Expected output: A weekly chart with pictures and a sentence at the end saying which day was your favourite for money and why.
Marking guidance: 1 mark per accurate daily entry (7), 1 mark for the reflection sentence, 1 mark for a clear chart layout. 9 marks total.
Three jars rule
What pupils do: Draw three jars: one for SAVE, one for SPEND, one for GIVE. Beside each jar, write or draw something you might use that money for.
Expected output: A page with three jars and an example for each.
Marking guidance: 1 mark per jar with a relevant example. 3 marks total.
Pocket money fact-finding
What pupils do: Ask a parent: "When you were my age, did you get pocket money? What did you spend it on?" Write or draw what they said.
Expected output: A short note or picture showing the parent's answer.
Marking guidance: Open-ended. 2 marks for a clear answer recorded.
Extension (optional)
What pupils do: Imagine you got £5 of pocket money.
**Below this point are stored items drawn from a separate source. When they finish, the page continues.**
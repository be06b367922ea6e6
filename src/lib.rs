// Copyright (C) 2026 Michael Wilson <mike@mdwn.dev>
//
// This program is free software: you can redistribute it and/or modify it under
// the terms of the GNU General Public License as published by the Free Software
// Foundation, version 3.
//
// This program is distributed in the hope that it will be useful, but WITHOUT
// ANY WARRANTY; without even the implied warranty of MERCHANTABILITY or FITNESS
// FOR A PARTICULAR PURPOSE. See the GNU General Public License for more details.
//
// You should have received a copy of the GNU General Public License along with
// this program. If not, see <https://www.gnu.org/licenses/>.
//

//! A computer-keyboard sample instrument. Keys are bound to voices, each playing a
//! sample with its own pitch, envelope, trigger mode and tuning.

pub mod audio;
pub mod config;
pub mod context;
pub mod engine;
pub mod error;
pub mod keymap;
pub mod tuning;
pub mod voice;

pub use crate::context::Context;
pub use crate::engine::{KeyEvent, KeyOutcome, RandomPitch, TriggerEngine, TriggerState};
pub use crate::error::Error;
pub use crate::keymap::{Key, KeyMap};
pub use crate::tuning::{Fraction, Scale, Step, Tuning, TuningTable};
pub use crate::voice::{Octave, TriggerMode, Voice};
impl FakeNetlink {
    /// Empty host namespace.
    #[must_use]
    pub fn new() -> Self {
        Self {
            state: Arc::new(Mutex::new(NetState::default())),
            scope: HOST_SCOPE.to_string(),
        }
    }

    fn scoped(&self, netns: &NetnsHandle) -> Self {
        Self {
            state: Arc::clone(&self.state),
            scope: netns.to_string(),
        }
    }

    /// View of the namespace `netns`, for inspection.
    #[must_use]
    pub fn namespace(&self, netns: &NetnsHandle) -> Self {
        self.scoped(netns)
    }

    fn record(&self, state: &mut NetState, call: String) {
        if self.scope == HOST_SCOPE {
            state.calls.push(call);
        } else {
            state.calls.push(format!("[{}] {call}", self.scope));
        }
    }

    /// Create a down link named `name` in this view's namespace.
    pub fn seed_link(&self, name: &str) {
        let mut state = self.state.lock();
        let mac = state.allocate_mac();
        state.links.insert(
            (self.scope.clone(), name.to_string()),
            FakeLink {
                up: false,
                mac,
                master: None,
                hairpin: false,
                addresses: Vec::new(),
                routes: Vec::new(),
                peer: None,
                is_bridge: false,
            },
        );
    }

    /// Create a bridge named `name` in this view's namespace.
    pub fn seed_bridge(&self, name: &str) {
        self.seed_link(name);
        if let Some(link) = self
            .state
            .lock()
            .links
            .get_mut(&(self.scope.clone(), name.to_string()))
        {
            link.is_bridge = true;
        }
    }

    /// Fail the next and every later call of `op` on `key`.
    ///
    /// `op` is a [`NetlinkInterface`] method name. `key` is the link name, or
    /// the neighbor IP for `set_or_remove_neighbor`; an empty key matches all.
    pub fn fail_on(&self, op: &str, key: &str) {
        self.state
            .lock()
            .failures
            .push((op.to_string(), key.to_string()));
    }

    /// Snapshot of a link in this view's namespace.
    #[must_use]
    pub fn link(&self, name: &str) -> Option<FakeLink> {
        self.state
            .lock()
            .links
            .get(&(self.scope.clone(), name.to_string()))
            .cloned()
    }

    /// Whether `name` exists in this view's namespace.
    #[must_use]
    pub fn has_link(&self, name: &str) -> bool {
        self.link(name).is_some()
    }

    /// Whether `name` exists and is up.
    #[must_use]
    pub fn link_is_up(&self, name: &str) -> bool {
        self.link(name).is_some_and(|l| l.up)
    }

    /// Addresses on `name`.
    #[must_use]
    pub fn addresses(&self, name: &str) -> Vec<IpNet> {
        self.link(name).map(|l| l.addresses).unwrap_or_default()
    }

    /// Routes out of `name`.
    #[must_use]
    pub fn routes(&self, name: &str) -> Vec<RouteInfo> {
        self.link(name).map(|l| l.routes).unwrap_or_default()
    }

    /// Neighbor entries in this view's namespace.
    #[must_use]
    pub fn neighbors(&self) -> Vec<FakeNeighbor> {
        self.state
            .lock()
            .neighbors
            .iter()
            .filter(|n| n.scope == self.scope)
            .cloned()
            .collect()
    }

    /// Every mutating call across all namespaces, oldest first.
    #[must_use]
    pub fn calls(&self) -> Vec<String> {
        self.state.lock().calls.clone()
    }

    /// Total number of links across all namespaces.
    #[must_use]
    pub fn link_count(&self) -> usize {
        self.state.lock().links.len()
    }
}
Draw what you would do with it across the three jars.
Expected output: A drawing showing how the £5 is split between save, spend, give.
Marking guidance: 1 mark per jar with an amount, 1 mark if the three amounts add up to £5. 4 marks total.
Family discussion prompt (safeguarding-aware)
Ask a grown-up: "What is one thing you saved up to buy when you were young?" Listen to the story and try to remember it.
Classroom safeguarding
Related lesson plans
- Saving and spending — when do we choose each? (KS1 · Year 2)
- Shopping basket challenge — can you stay in budget? (KS1 · Year 1 / Year 2)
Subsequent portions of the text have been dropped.